A reaction control system (RCS) is a spacecraft system that uses thrusters to provide attitude control, and sometimes translation. Use of diverted engine thrust to provide stable attitude control of a short-or-vertical takeoff and landing aircraft below conventional winged flight speeds, such as with the Harrier "jump jet", may also be referred to as a reaction control system.
An RCS is capable of providing small amounts of thrust in any desired direction or combination of directions. An RCS is also capable of providing torque to allow control of rotation (roll, pitch, and yaw).
Reaction control systems often use combinations of large and small (vernier) thrusters, to allow different levels of response. Spacecraft reaction control systems are used for:
- attitude control during re-entry;
- stationkeeping in orbit;
- close maneuvering during docking procedures;
- control of orientation, or 'pointing the nose' of the craft;
- a backup means of deorbiting;
- ullage motors to prime the fuel system for a main engine burn.
Because spacecraft only contain a finite amount of fuel and there is little chance to refill them, alternative reaction control systems have been developed so that fuel can be conserved. For stationkeeping, some spacecraft (particularly those in geosynchronous orbit) use high-specific impulse engines such as arcjets, ion thrusters, or Hall effect thrusters. To control orientation, a few spacecraft, including the ISS, use momentum wheels which spin to control rotational rates on the vehicle.

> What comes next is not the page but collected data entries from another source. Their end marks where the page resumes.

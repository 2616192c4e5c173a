// This Source Code Form is subject to the terms of the Mozilla Public
// License, v. 2.0. If a copy of the MPL was not distributed with this
// file, You can obtain one at https://mozilla.org/MPL/2.0/.

use crate::error::Error;
use crate::md5::Md5SigOption;
use crate::messages::Message;
use crate::peering::PeeringEvent;
use std::fmt::{self, Display, Formatter};
use std::net::SocketAddr;
use std::sync::atomic::{AtomicBool, AtomicU64, Ordering};
use std::sync::mpsc::Sender;
use std::sync::Arc;
use std::time::Duration;

static NEXT_CONNECTION_ID: AtomicU64 = AtomicU64::new(1);

/// Process-wide unique identifier of a connection. Events posted by a
/// connection carry it so the peering can tell its live connection apart
/// from connections it has already let go of.
#[derive(Debug, Copy, Clone, PartialEq, Eq, PartialOrd, Ord, Hash)]
pub struct ConnectionId(pub u64);

impl ConnectionId {
    pub fn next() -> Self {
        Self(NEXT_CONNECTION_ID.fetch_add(1, Ordering::Relaxed))
    }
}

impl Display for ConnectionId {
    fn fmt(&self, f: &mut Formatter) -> fmt::Result {
        write!(f, "cnx-{}", self.0)
    }
}

/// An established connection to a BGP peer.
pub trait BgpConnection: Send + 'static {
    fn id(&self) -> ConnectionId;

    fn peer(&self) -> SocketAddr;

    fn send(&self, msg: Message) -> Result<(), Error>;

    /// Close the connection. A `PeeringEvent::Closed` for this connection is
    /// posted once the connection has gone away. Closing twice is a no-op.
    fn close(&self);
}

/// Parameters of one outbound connection attempt.
#[derive(Debug, Clone, PartialEq, Eq)]
pub struct ConnectRequest {
    pub peer: SocketAddr,

    /// Local address to bind to. Port zero selects an ephemeral port.
    pub bind: SocketAddr,

    pub timeout: Duration,

    /// Applied to the socket before the handshake.
    pub md5: Option<Md5SigOption>,
}

/// Handle to an outbound connection attempt that has not reported back yet.
#[derive(Debug, Clone, Default)]
pub struct PendingConnect {
    cancelled: Arc<AtomicBool>,
}

impl PendingConnect {
    pub fn new() -> Self {
        Self::default()
    }

    /// After cancellation the connector reports nothing for this attempt and
    /// drops a connection that completes late.
    pub fn cancel(&self) {
        self.cancelled.store(true, Ordering::Release);
    }

    pub fn is_cancelled(&self) -> bool {
        self.cancelled.load(Ordering::Acquire)
    }
}

/// Opens outbound connections on behalf of a peering.
pub trait Connector: Send {
    type Connection: BgpConnection;

    /// Start an attempt. The outcome is reported asynchronously on
    /// `event_tx` as `Connected` or `ConnectFailed` tagged with `attempt`.
    ///
    /// An `Err` means the attempt never started. Errors that are fatal to
    /// the session (see `Error::is_session_fatal`) are among them.
    fn connect_tcp(
        &self,
        attempt: u64,
        req: ConnectRequest,
        event_tx: Sender<PeeringEvent<Self::Connection>>,
    ) -> Result<PendingConnect, Error>;
}

#[cfg(test)]
mod test {
    use super::*;

    #[test]
    fn connection_ids_are_unique() {
        let a = ConnectionId::next();
        let b = ConnectionId::next();
        assert_ne!(a, b);
        assert!(b > a);
    }

    #[test]
    fn cancel_is_shared_between_clones() {
        let pending = PendingConnect::new();
        let remote = pending.clone();
        assert!(!remote.is_cancelled());
        pending.cancel();
        assert!(remote.is_cancelled());
    }
}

Location of thrusters on spacecraft
The Mercury space capsule and Gemini reentry module both used groupings of nozzles to provide attitude control. The thrusters were located off their center of gravity, thus providing a torque to rotate the capsule. The Gemini capsule was also capable of adjusting its reentry course by rolling, which directed its off-center lifting force. The Mercury thrusters used a hydrogen peroxide monopropellant which turned to steam when forced through a tungsten screen, and the Gemini thrusters used hypergolic mono-methyl hydrazine fuel oxidized with nitrogen tetroxide.
The Gemini spacecraft was also equipped with a hypergolic Orbit Attitude and Maneuvering System, which made it the first manned spacecraft with translation as well as rotation capability. In-orbit attitude control was achieved by firing pairs of eight 25-pound-force (110 N) thrusters located around the circumference of its adapter module at the extreme aft end. Lateral translation control was provided by four 100-pound-force (440 N) thrusters around the circumference at the forward end of the adaptor module (close to the spacecraft's center of mass). Two forward-pointing 85-pound-force (380 N) thrusters at the same location, provided aft translation, and two 100-pound-force (440 N) thrusters located in the aft end of the adapter module provided forward thrust, which could be used to change the craft's orbit. The Gemini reentry module also had a separate Reentry Control System of sixteen thrusters located at the base of its nose, to provide rotational control during reentry.
The Apollo Command Module had a set of twelve hypergolic thrusters for attitude control, and directional reentry control similar to Gemini.
The Apollo Service Module and Lunar Module each had a set of sixteen R-4D hypergolic thrusters, grouped into external clusters of four, to provide both translation and attitude control. The clusters were located near the craft's centers of gravity, and were fired in pairs in opposite directions for attitude control.
A pair of translation thrusters are located at the rear of the Soyuz spacecraft; the counter-acting thrusters are similarly paired in the middle of the spacecraft (near the center of mass) pointing outwards and forward. These act in pairs to prevent the spacecraft from rotating. The thrusters for the lateral directions are mounted close to the center of mass of the spacecraft, in pairs as well.
Location of thrusters on spaceplanes
The suborbital X-15 and a companion training aero-spacecraft, the NF-104 AST, both intended to travel to an altitude that rendered their aerodynamic control surfaces unusable, established a convention for locations for thrusters on winged vehicles not intended to dock in space; that is, those that only have attitude control thrusters. Those for pitch and yaw are located in the nose, forward of the cockpit, and replace a standard radar system. Those for roll are located at the wingtips. The X-20, which would have gone into orbit, continued this pattern.
Unlike these, the Space Shuttle Orbiter had many more thrusters, which were required to control vehicle attitude in both orbital flight and during the early part of atmospheric entry, as well as carry out rendezvous and docking maneuvers in orbit. Shuttle thrusters were grouped in the nose of the vehicle and on each of the two aft Orbital Maneuvering System pods. No nozzles interrupted the heat shield on the underside of the craft; instead, the nose RCS nozzles which control positive pitch were mounted on the side of the vehicle, and were canted downward. The downward-facing negative pitch thrusters were located in the OMS pods mounted in the tail/afterbody.